-- Dataset entries follows --

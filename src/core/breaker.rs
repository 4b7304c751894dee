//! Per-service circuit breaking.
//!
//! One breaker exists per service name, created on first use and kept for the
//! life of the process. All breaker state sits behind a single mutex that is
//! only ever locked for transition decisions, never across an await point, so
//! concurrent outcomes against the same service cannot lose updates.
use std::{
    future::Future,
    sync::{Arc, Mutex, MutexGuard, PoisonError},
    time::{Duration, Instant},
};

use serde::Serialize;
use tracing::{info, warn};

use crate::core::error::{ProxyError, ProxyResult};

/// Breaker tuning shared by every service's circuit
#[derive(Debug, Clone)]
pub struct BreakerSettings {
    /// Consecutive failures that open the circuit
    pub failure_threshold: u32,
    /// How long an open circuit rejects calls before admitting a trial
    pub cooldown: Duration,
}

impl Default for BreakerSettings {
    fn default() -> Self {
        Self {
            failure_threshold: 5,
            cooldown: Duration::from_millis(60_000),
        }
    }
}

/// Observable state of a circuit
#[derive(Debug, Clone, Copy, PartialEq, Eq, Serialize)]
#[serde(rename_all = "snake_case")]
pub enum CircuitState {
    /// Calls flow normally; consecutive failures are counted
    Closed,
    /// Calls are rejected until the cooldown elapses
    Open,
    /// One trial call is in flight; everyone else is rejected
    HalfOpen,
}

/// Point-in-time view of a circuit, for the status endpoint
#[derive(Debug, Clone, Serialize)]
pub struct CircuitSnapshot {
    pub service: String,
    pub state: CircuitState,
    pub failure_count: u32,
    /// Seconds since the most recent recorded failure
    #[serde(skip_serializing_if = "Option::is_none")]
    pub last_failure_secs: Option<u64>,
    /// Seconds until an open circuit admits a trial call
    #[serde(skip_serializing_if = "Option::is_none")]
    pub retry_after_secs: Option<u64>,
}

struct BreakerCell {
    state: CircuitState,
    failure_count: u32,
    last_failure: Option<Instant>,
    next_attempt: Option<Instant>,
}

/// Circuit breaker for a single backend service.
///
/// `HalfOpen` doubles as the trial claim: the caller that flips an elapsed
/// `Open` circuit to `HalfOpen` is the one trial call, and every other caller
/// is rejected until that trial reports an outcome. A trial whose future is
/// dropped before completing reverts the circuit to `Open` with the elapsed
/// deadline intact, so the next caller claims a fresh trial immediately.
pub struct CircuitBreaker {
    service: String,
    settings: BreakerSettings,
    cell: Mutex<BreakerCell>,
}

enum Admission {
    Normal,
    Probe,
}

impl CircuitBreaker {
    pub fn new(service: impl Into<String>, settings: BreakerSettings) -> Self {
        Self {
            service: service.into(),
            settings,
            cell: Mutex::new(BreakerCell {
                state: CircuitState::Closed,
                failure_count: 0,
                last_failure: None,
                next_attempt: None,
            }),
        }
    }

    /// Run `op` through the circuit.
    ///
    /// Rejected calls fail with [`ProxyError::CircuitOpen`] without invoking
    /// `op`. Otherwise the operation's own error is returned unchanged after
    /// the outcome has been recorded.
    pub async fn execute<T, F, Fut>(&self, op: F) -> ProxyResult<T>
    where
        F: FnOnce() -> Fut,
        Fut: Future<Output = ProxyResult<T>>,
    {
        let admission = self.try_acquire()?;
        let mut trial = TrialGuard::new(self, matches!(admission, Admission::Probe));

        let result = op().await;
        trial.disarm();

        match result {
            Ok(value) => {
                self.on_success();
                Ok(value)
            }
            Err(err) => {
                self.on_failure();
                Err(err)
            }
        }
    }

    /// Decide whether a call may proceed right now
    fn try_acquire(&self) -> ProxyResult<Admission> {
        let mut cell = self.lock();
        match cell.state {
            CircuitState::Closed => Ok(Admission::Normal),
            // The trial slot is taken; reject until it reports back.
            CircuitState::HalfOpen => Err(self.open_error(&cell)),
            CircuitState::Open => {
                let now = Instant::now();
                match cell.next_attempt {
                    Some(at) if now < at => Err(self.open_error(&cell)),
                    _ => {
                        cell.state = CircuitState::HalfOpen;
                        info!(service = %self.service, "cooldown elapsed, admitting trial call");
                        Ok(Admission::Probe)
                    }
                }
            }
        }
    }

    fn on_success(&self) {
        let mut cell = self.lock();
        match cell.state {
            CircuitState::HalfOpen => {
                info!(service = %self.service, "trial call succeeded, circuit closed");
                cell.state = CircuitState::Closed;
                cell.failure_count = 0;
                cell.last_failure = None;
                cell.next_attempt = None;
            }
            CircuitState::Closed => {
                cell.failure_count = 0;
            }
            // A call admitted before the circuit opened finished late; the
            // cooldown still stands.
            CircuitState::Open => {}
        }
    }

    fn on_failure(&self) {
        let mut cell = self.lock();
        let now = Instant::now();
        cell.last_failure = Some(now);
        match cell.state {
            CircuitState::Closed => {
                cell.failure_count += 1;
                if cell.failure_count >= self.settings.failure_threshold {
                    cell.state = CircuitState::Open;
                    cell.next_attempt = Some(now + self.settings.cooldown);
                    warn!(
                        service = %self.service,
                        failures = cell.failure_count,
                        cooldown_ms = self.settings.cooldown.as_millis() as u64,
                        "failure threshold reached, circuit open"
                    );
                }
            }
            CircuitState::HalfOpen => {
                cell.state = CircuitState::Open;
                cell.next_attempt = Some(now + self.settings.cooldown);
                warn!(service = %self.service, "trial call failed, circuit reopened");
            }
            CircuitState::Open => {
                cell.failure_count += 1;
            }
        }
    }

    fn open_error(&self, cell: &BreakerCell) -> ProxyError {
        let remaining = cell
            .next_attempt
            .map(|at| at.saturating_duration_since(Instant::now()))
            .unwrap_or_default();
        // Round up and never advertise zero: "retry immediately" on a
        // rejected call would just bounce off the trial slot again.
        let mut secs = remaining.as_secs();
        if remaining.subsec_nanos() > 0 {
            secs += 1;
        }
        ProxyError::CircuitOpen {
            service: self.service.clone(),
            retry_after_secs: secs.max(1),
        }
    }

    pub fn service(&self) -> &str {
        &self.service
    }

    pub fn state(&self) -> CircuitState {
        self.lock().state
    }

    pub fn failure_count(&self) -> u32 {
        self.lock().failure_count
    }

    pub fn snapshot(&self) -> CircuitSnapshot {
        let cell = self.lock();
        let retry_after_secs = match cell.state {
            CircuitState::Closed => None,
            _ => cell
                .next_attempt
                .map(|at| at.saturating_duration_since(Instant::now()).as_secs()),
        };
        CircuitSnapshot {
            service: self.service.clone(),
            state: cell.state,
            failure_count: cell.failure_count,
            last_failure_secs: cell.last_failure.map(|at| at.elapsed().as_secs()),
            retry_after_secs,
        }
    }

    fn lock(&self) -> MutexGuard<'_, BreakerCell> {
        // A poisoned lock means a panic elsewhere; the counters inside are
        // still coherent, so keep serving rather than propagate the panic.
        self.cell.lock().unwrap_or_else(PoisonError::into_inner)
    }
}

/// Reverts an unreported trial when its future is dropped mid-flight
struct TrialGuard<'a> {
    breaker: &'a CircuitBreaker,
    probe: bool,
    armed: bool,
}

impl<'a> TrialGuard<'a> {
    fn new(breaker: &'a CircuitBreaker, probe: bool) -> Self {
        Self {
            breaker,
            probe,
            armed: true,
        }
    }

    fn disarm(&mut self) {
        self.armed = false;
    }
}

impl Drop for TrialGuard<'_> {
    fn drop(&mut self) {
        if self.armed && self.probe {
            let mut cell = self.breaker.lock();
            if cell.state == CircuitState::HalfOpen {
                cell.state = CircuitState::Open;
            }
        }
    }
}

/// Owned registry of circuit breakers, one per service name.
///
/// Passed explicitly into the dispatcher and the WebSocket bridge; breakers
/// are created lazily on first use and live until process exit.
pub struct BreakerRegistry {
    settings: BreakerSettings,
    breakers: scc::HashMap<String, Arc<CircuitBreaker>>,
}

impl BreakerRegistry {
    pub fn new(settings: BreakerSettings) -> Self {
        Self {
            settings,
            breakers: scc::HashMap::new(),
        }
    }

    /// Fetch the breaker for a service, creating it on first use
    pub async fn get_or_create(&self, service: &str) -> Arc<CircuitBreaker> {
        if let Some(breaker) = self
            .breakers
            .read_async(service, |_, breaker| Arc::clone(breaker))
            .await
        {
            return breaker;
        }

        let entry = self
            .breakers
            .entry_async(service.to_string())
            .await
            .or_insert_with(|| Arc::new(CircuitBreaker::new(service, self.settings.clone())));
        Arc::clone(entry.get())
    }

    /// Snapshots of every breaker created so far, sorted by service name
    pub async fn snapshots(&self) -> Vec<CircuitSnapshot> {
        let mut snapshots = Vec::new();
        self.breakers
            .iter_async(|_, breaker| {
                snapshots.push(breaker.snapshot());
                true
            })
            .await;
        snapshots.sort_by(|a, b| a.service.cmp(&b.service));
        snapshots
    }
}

-- Dataset entries concluded --
-- Dataset entries follows --

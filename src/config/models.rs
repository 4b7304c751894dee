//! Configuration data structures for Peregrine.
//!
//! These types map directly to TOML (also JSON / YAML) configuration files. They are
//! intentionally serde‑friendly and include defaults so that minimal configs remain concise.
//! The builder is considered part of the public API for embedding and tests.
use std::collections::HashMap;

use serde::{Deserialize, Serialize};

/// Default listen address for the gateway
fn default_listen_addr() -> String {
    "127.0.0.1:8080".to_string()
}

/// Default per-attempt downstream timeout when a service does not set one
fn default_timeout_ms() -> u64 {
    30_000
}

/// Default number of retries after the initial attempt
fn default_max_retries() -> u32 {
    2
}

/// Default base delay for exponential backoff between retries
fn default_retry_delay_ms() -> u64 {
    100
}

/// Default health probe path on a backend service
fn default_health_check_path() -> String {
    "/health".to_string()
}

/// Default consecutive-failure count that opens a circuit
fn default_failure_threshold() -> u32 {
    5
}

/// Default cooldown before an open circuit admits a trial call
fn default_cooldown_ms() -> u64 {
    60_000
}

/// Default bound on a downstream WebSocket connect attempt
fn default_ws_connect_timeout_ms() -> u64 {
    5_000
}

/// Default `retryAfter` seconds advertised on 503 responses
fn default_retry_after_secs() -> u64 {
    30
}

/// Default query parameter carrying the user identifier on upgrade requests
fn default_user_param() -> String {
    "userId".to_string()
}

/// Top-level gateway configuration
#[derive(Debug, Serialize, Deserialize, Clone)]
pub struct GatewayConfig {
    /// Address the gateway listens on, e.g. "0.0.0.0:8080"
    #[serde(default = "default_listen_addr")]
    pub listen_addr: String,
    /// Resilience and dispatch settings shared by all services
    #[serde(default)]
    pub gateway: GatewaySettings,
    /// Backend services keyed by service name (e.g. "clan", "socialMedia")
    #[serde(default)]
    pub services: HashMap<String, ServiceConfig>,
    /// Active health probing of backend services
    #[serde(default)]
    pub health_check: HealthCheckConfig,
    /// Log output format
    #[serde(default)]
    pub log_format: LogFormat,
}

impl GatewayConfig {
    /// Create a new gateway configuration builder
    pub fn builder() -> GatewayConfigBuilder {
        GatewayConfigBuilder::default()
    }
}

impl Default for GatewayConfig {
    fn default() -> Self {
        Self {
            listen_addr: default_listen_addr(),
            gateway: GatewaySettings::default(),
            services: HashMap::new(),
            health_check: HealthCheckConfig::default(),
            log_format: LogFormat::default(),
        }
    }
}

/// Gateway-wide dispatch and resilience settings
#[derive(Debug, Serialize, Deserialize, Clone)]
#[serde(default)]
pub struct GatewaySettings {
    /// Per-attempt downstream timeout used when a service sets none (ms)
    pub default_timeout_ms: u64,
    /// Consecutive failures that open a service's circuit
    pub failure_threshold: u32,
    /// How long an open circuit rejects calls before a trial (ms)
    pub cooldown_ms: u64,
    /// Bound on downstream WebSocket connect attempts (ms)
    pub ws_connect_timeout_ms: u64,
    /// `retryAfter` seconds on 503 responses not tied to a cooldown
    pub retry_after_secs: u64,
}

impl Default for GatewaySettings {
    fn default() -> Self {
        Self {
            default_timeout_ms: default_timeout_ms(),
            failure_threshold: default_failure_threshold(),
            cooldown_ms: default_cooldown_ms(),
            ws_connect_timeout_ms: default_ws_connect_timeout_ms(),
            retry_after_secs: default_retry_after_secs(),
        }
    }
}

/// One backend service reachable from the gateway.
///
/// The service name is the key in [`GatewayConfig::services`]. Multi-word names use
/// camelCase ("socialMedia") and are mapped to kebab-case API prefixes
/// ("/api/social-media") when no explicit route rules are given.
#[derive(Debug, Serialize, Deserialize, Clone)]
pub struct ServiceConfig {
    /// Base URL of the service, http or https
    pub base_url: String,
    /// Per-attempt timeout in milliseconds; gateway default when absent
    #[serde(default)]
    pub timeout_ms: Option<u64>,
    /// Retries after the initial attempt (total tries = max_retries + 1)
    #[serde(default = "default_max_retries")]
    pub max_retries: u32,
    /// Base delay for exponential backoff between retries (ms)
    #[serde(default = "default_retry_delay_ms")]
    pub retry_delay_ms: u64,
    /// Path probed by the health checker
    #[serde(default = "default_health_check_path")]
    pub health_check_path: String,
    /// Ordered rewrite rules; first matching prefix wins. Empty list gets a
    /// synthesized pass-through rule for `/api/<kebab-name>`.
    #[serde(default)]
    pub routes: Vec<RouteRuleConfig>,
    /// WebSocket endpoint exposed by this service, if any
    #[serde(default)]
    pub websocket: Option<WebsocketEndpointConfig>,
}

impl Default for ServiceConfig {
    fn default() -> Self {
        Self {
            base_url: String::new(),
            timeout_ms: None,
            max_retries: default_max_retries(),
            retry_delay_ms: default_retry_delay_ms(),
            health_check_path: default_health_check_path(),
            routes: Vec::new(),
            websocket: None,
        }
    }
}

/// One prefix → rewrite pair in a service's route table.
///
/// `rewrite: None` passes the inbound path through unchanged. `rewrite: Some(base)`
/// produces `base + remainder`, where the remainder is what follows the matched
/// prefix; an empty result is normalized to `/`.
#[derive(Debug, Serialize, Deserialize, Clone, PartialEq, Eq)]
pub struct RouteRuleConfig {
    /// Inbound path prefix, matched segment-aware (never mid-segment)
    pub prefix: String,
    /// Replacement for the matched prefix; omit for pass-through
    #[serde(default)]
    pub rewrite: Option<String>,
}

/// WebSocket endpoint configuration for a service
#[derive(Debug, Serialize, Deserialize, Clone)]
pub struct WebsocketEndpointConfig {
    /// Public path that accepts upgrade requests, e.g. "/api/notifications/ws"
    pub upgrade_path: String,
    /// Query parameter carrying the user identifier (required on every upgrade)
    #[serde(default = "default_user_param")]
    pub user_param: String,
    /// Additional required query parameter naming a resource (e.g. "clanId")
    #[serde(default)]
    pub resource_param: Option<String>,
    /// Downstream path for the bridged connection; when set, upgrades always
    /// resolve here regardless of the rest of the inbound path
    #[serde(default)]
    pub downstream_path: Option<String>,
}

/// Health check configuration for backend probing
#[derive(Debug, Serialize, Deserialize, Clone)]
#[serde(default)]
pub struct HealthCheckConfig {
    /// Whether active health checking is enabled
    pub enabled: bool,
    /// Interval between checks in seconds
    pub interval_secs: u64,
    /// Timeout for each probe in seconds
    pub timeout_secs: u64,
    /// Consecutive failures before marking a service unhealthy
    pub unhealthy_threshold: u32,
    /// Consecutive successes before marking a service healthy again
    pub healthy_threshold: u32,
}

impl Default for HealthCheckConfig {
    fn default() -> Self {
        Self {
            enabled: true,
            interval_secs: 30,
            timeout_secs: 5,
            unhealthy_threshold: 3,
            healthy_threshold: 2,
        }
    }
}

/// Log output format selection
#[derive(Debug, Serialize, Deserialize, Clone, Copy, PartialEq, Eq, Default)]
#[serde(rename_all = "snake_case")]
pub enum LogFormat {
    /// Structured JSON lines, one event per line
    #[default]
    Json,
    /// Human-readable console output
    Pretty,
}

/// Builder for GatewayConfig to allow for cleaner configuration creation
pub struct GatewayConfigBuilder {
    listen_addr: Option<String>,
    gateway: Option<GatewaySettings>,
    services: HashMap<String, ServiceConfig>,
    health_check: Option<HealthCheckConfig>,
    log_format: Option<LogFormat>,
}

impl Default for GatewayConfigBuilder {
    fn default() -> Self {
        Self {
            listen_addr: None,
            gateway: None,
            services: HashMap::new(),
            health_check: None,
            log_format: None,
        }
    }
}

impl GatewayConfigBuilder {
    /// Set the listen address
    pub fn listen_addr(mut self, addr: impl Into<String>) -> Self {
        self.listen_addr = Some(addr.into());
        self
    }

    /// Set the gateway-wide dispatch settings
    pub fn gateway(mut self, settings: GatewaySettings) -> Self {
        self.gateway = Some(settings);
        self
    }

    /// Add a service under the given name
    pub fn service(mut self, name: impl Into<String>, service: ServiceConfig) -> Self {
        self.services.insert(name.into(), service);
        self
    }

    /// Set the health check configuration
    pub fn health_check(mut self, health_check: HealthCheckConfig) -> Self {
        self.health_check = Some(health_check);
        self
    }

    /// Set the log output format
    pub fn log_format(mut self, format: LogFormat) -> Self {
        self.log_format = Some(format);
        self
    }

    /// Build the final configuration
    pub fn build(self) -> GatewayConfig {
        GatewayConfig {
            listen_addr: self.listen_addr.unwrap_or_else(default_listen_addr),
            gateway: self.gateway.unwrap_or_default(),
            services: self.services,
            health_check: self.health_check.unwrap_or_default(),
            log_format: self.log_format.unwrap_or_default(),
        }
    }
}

-- Dataset entries concluded --

If a line in the data above contains "when", return that line.

Result:
/// Reverts an unreported trial when its future is dropped mid-flight
/// Default per-attempt downstream timeout when a service does not set one
    /// Per-attempt downstream timeout used when a service sets none (ms)
/// ("/api/social-media") when no explicit route rules are given.
    /// Per-attempt timeout in milliseconds; gateway default when absent
    /// Downstream path for the bridged connection; when set, upgrades always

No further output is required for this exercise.